Research articles

Co-constructing knowledge to transform interfaces with ocean decision-making


The European Union has identified an urgent need for sustainable ocean management, aligning with Sustainable Development Goal 14, ‘Life Below Water.’ Despite progress in international agreements like the UN High Seas Treaty and the Global Biodiversity Framework, a significant gap remains in the effective translation of ocean science and data into actionable, evidence-based policies. This is where the International Panel for Ocean Sustainability (IPOS) comes into play. Supported by a growing alliance of marine science institutions and nations, IPOS aims to fill this gap (check here). A landmark in its development was the August 2023 release of the IPOS Seascape Assessment by the European Commission. The assessment underscored that current Global Environmental Assessments, such as the IPCC, IPBES, and World Ocean Assessment (among others), lack a unified, continuous flow of evidence to guide sustainable ocean governance. Decision-makers are left with fragmented pieces of ocean knowledge, making it difficult to address evolving challenges coherently.

This issue was tackled head-on in a recent paper (check here) stemming from a collaborative workshop held in March 2023 at the Autonomous University of Barcelona (check here). Authored by ERC Tradition and a diverse team of global researchers and policy partners, the paper outlines IPOS’s mission, vision, and six foundational dimensions—referred to as IPOS Identification Cards. These dimensions aim to transform the traditional “science to policy” frameworks into more inclusive “Knowledge and Decision-Making Interfaces” (or “Ocean Interfaces”; Figure 1).   IPOS is designed to enhance ocean knowledge, diplomacy, and literacy, with the ultimate goal of creating a secure and sustainably managed ocean. The initiative seeks to unite a broad range of stakeholders, build a comprehensive knowledge base, encourage dialogue between science, policy, and society, and guide decisions for the well-being of all species and future human generations.

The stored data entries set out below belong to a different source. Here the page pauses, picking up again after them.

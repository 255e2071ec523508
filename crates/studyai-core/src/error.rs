//! Error types for StudyAI.
//!
//! This module defines the error hierarchy shared by the session controller,
//! the artifact store, configuration loading, and the HTTP layer.

use std::path::PathBuf;

use crate::artifact::ArtifactKind;

/// A specialized `Result` type for StudyAI operations.
pub type Result<T> = std::result::Result<T, StudyError>;

/// Errors that can occur while generating, storing, or reviewing artifacts.
///
/// Variants carry actionable suggestions where a user can do something about
/// the failure.
#[derive(Debug, thiserror::Error)]
pub enum StudyError {
    // ========================================================================
    // Request Errors
    // ========================================================================
    /// The user's input was rejected before any work started.
    #[error("Invalid {field}: {message}")]
    Validation {
        /// Name of the offending field.
        field: String,
        /// What is wrong with it.
        message: String,
    },

    // ========================================================================
    // Generation and Storage Errors
    // ========================================================================
    /// The content generator could not produce an artifact.
    #[error("Generation failed: {message}\n\nSuggestion: Try again; the generator may be temporarily unavailable")]
    GenerationFailure {
        /// Description of the failure.
        message: String,
    },

    /// No artifact exists with the given identifier.
    #[error("{kind} not found: '{id}'")]
    NotFound {
        /// Kind of artifact that was requested.
        kind: ArtifactKind,
        /// Identifier that was looked up.
        id: String,
    },

    /// The document store failed to read or write.
    #[error("Persistence error: {message}\n\nSuggestion: Check that the database is reachable and writable")]
    Persistence {
        /// Description of the storage failure.
        message: String,
    },

    // ========================================================================
    // Session Errors
    // ========================================================================
    /// Invalid session transition attempted.
    #[error("Invalid session transition: cannot go from {from} to {to}")]
    InvalidTransition {
        /// The current phase.
        from: String,
        /// The attempted target phase.
        to: String,
    },

    /// Answers can no longer be changed because the session is completed.
    #[error("Answers are locked: the session is already completed\n\nSuggestion: Reset the session to start over")]
    AnswersLocked,

    /// A timed test received input before it was started.
    #[error("The practice test has not been started\n\nSuggestion: Start the test before answering")]
    TestNotStarted,

    /// An answer referenced a question the artifact does not contain.
    #[error("Unknown question id: {id}")]
    UnknownQuestion {
        /// The unknown question id.
        id: u32,
    },

    // ========================================================================
    // Configuration Errors
    // ========================================================================
    /// Invalid JSON syntax in configuration file.
    #[error("Invalid JSON in config file '{path}': {message}\n\nSuggestion: Validate your studyai.json with a JSON linter")]
    ConfigParse {
        /// Path to the configuration file.
        path: PathBuf,
        /// Description of the parse error.
        message: String,
    },

    /// Configuration validation failed.
    #[error("Invalid configuration: {message}\n\nSuggestion: {suggestion}")]
    ConfigValidation {
        /// Description of the validation failure.
        message: String,
        /// Actionable suggestion for the user.
        suggestion: String,
    },

    // ========================================================================
    // General Errors
    // ========================================================================
    /// General I/O error during file operations.
    #[error("I/O error: {0}")]
    Io(#[from] std::io::Error),

    /// JSON serialization/deserialization error.
    #[error("JSON error: {0}")]
    Json(#[from] serde_json::Error),
}

impl StudyError {
    /// Creates a new `Validation` error.
    #[must_use]
    pub fn validation(field: impl Into<String>, message: impl Into<String>) -> Self {
        Self::Validation {
            field: field.into(),
            message: message.into(),
        }
    }

    /// Creates a new `GenerationFailure` error.
    #[must_use]
    pub fn generation(message: impl Into<String>) -> Self {
        Self::GenerationFailure {
            message: message.into(),
        }
    }

    /// Creates a new `NotFound` error for an artifact id.
    #[must_use]
    pub fn not_found(kind: ArtifactKind, id: impl std::fmt::Display) -> Self {
        Self::NotFound {
            kind,
            id: id.to_string(),
        }
    }

    /// Creates a new `Persistence` error.
    #[must_use]
    pub fn persistence(message: impl Into<String>) -> Self {
        Self::Persistence {
            message: message.into(),
        }
    }

    /// Creates a new `InvalidTransition` error.
    #[must_use]
    pub fn invalid_transition(from: impl std::fmt::Display, to: impl std::fmt::Display) -> Self {
        Self::InvalidTransition {
            from: from.to_string(),
            to: to.to_string(),
        }
    }

    /// Creates a new `ConfigParse` error with the given path and message.
    #[must_use]
    pub fn config_parse(path: impl Into<PathBuf>, message: impl Into<String>) -> Self {
        Self::ConfigParse {
            path: path.into(),
            message: message.into(),
        }
    }

    /// Creates a new `ConfigValidation` error with the given message and suggestion.
    #[must_use]
    pub fn config_validation(message: impl Into<String>, suggestion: impl Into<String>) -> Self {
        Self::ConfigValidation {
            message: message.into(),
            suggestion: suggestion.into(),
        }
    }

    /// Returns `true` if this error is transient and the action may be retried.
    #[must_use]
    pub const fn is_transient(&self) -> bool {
        matches!(
            self,
            Self::GenerationFailure { .. } | Self::Persistence { .. }
        )
    }

    /// Returns `true` if the error was caused by user input rather than the system.
    #[must_use]
    pub const fn is_user_error(&self) -> bool {
        matches!(
            self,
            Self::Validation { .. }
                | Self::AnswersLocked
                | Self::TestNotStarted
                | Self::UnknownQuestion { .. }
                | Self::InvalidTransition { .. }
        )
    }

    /// A short message suitable for a dismissible notice.
    ///
    /// Strips the suggestion block so the text fits on one line.
    #[must_use]
    pub fn user_message(&self) -> String {
        let full = self.to_string();
        full.split("\n\n").next().unwrap_or_default().to_string()
    }
}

The Six Design Features for IPOS: ID Cards

1. Diversifying Ocean Knowledge Systems

The first dimension calls for the inclusion of diverse knowledge systems, from indigenous wisdom to scientific data. This is crucial for a more holistic understanding of ocean ecosystems and their governance.

2. Widening Methods for Ocean Knowledge Production

Traditional methods often limit our understanding of the ocean’s complexities. This dimension advocates for the use of various methodologies, from quantitative analyses to qualitative insights, to produce a more comprehensive body of knowledge.

3. Informing Decision-Making

The third dimension focuses on how the knowledge produced can be effectively used to inform policy and decision-making, ensuring that the information is not just accumulated but also understood, and implemented.

4. Engaging at Knowledge and Decision-Making Interfaces

This is where the transformation happens. Moving away from the “science to policy” model, this dimension emphasizes the need for a pluralistic approach that includes various stakeholders in the decision-making process.

5. Communicating, Learning, Sharing Knowledge

Effective governance is impossible without effective learning and communication. This dimension focuses on the mechanisms for sharing knowledge, from academic publications to community outreach programs.

6. Measuring Progress and Evaluating Success

The final dimension provides the metrics and tools for assessing the effectiveness of transformative strategies, enabling the panel’s efforts to lead to tangible improvements in ocean health and sustainability.

Figure 1: A new ocean mechanism weaving together diverse knowledge systems through six foundational dimensions to inform action across ocean interfaces.

The Synergy of the Six Dimensions and Ocean Knowledge Interfaces

The six dimensions are not standalone but interconnected facets that collectively contribute to the transformation of traditional interfaces into “Knowledge and Decision-Making Interfaces.” For instance, diversifying knowledge systems (Dimension 1) naturally leads to a wider range of methods for knowledge production (Dimension 2), which in turn better informs decision-making (Dimension 3). This interconnected approach ensures a more comprehensive and inclusive model for the adoption of a multiple-evidence approach to transforming Ocean Interfaces.

As IPOS continues to evolve, these six dimensions should serve as its guiding principles. They will shape its collaborations, initiatives, and most importantly, its approach to ocean governance. The focus will be on creating a governance model that is not just effective but also equitable, ensuring the well-being of all species and future human generations.

The “Bridging Shades of Blue” workshop has set a new course for ocean governance, one that is rooted in inclusivity, diversity, and effectiveness. The six dimensions or ID cards offer a roadmap for this journey, providing the framework for transforming ocean interfaces. As we look forward to the 3rd UN Ocean Conference in 2025, these dimensions offer a promising route to a more sustainable and inclusive future for our oceans.